• **Work required**
Find each line below containing the word "admin" and copy it.

[Entries taken from a collection]
▬▬▬▬▬▬▬▬▬▬

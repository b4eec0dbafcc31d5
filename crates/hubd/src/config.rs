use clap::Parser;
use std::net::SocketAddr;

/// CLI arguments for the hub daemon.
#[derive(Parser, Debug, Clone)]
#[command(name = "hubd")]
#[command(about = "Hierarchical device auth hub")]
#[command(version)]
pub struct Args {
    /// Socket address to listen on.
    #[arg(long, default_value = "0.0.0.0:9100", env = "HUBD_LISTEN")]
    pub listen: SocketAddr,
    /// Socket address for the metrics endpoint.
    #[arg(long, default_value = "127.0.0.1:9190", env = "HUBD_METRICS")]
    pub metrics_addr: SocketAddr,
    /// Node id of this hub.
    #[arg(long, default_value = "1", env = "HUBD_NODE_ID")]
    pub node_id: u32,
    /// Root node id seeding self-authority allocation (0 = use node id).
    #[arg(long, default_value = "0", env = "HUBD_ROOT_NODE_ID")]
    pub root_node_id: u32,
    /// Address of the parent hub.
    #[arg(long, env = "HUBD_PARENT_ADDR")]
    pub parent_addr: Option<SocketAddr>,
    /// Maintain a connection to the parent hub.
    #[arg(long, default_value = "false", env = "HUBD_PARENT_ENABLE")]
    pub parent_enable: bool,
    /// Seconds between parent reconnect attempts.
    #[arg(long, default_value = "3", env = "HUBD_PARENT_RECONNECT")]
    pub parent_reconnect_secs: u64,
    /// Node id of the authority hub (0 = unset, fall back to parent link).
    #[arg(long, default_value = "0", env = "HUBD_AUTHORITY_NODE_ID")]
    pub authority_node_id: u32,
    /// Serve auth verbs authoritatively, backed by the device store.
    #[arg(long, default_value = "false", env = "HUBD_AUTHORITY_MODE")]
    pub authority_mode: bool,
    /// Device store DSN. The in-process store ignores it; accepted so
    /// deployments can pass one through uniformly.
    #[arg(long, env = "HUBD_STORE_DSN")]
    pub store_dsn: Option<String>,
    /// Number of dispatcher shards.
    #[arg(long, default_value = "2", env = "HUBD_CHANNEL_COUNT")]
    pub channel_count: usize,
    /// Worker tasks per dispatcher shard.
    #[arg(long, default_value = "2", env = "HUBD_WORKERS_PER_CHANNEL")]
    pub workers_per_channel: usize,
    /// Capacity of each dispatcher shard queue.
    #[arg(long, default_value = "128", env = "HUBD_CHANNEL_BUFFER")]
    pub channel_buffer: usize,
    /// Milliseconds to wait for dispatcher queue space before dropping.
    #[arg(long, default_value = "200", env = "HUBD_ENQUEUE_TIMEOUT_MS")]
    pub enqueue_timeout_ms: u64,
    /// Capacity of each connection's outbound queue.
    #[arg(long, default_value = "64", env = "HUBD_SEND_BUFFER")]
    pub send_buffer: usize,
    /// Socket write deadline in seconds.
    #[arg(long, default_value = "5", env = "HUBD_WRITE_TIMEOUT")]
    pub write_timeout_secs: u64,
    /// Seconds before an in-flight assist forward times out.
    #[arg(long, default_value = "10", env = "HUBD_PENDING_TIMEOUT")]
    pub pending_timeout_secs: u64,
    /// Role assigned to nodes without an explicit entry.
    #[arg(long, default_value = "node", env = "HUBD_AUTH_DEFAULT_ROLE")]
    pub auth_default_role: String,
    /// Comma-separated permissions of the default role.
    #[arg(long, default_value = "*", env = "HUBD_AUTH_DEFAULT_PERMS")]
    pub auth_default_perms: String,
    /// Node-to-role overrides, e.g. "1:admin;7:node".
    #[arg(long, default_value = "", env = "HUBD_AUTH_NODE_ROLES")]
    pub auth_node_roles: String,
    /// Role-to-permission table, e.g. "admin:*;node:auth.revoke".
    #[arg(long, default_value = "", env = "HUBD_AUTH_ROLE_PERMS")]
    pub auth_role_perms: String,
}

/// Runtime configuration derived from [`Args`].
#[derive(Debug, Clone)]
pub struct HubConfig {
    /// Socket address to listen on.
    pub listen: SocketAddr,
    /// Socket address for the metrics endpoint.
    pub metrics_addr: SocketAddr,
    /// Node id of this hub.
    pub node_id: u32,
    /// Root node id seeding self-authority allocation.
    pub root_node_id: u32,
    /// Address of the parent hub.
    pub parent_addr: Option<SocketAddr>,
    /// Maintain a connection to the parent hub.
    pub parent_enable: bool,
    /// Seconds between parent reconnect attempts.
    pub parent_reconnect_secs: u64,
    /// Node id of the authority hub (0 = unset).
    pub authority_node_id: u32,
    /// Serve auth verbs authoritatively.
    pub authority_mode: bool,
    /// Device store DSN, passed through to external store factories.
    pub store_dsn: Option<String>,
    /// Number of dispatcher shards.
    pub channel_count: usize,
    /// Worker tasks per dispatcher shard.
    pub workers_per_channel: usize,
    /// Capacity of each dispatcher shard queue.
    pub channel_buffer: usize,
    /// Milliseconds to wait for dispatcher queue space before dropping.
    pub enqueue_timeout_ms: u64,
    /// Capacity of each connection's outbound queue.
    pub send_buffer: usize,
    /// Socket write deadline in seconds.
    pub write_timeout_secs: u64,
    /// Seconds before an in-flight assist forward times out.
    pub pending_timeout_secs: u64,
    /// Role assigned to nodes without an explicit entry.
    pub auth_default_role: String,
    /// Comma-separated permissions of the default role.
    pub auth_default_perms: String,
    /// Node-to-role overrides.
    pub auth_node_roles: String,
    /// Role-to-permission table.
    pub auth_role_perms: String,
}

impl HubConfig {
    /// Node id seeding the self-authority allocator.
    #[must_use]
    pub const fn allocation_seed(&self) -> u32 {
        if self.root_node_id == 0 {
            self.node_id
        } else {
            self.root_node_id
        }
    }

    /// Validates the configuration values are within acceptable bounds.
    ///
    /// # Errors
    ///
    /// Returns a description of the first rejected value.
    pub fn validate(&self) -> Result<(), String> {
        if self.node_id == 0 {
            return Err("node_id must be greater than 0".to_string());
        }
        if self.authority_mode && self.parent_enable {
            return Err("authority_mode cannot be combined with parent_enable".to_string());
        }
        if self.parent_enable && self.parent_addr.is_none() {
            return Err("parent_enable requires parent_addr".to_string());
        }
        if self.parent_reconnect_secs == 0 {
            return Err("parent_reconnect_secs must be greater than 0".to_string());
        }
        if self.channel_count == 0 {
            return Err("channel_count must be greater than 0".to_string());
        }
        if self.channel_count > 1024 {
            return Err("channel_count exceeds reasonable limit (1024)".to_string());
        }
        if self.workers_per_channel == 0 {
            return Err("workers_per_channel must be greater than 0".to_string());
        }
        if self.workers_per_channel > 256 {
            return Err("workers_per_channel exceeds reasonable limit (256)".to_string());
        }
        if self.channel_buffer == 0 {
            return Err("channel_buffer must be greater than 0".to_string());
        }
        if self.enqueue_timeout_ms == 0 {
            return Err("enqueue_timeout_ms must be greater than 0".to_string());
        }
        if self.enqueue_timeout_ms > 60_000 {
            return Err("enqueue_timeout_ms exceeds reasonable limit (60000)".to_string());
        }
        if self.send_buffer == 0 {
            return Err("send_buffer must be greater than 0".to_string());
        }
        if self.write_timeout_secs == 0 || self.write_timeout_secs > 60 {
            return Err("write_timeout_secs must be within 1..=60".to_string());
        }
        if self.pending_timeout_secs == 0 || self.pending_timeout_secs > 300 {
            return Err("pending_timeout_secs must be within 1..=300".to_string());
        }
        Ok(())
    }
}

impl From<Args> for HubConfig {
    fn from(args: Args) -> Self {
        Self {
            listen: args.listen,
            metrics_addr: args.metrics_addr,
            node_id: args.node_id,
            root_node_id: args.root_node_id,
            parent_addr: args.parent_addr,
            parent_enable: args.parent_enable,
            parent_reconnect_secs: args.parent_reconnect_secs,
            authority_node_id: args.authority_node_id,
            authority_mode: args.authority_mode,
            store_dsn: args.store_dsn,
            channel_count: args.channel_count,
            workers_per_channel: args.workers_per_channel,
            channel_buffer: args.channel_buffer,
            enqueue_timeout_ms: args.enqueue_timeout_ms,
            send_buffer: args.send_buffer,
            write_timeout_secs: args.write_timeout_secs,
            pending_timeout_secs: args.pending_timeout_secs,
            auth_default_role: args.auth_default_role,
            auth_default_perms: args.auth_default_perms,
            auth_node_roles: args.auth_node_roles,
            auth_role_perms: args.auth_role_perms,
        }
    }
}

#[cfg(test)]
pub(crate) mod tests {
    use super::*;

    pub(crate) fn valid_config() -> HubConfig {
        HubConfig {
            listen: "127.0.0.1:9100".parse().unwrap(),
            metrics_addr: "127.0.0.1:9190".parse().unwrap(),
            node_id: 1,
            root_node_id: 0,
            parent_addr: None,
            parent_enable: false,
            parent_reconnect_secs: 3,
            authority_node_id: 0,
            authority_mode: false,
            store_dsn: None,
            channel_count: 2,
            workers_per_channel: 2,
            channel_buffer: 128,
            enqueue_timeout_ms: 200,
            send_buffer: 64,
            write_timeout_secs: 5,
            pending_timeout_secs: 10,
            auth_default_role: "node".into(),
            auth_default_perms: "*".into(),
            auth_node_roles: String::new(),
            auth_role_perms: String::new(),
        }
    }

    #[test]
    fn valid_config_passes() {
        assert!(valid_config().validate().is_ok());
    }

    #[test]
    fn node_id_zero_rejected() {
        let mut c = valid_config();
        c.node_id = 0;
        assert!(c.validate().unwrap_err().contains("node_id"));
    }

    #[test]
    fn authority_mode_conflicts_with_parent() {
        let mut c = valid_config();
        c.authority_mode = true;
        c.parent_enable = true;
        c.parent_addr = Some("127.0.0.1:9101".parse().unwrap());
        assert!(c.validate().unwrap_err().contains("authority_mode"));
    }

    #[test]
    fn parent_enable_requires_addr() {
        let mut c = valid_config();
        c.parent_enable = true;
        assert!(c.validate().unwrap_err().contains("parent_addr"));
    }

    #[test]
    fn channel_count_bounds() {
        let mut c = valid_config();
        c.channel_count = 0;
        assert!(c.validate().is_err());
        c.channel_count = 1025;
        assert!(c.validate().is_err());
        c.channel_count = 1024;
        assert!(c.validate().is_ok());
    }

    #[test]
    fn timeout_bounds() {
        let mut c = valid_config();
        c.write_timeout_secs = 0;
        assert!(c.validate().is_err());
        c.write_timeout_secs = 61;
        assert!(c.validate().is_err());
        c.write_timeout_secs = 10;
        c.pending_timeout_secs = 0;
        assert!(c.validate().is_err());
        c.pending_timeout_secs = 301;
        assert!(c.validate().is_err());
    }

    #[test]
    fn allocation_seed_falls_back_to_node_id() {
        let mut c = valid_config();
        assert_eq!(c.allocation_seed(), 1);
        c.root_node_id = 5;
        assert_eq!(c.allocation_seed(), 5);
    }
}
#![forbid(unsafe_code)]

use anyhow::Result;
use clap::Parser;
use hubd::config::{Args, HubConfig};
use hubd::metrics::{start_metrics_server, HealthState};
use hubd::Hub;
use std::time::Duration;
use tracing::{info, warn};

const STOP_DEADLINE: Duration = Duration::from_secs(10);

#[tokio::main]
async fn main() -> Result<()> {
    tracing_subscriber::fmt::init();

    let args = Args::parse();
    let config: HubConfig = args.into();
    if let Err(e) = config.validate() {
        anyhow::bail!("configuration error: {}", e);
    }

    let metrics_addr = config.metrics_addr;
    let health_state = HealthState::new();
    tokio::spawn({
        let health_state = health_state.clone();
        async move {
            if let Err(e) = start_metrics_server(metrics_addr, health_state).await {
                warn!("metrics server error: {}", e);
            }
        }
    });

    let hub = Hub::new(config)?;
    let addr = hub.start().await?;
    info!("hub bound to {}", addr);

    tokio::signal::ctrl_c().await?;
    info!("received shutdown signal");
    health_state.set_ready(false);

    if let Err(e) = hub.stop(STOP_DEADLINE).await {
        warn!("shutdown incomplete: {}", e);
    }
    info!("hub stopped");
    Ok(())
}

▬▬▬▬▬▬▬▬▬▬

• **Task answer**
    /// Node-to-role overrides, e.g. "1:admin;7:node".
    /// Role-to-permission table, e.g. "admin:*;node:auth.revoke".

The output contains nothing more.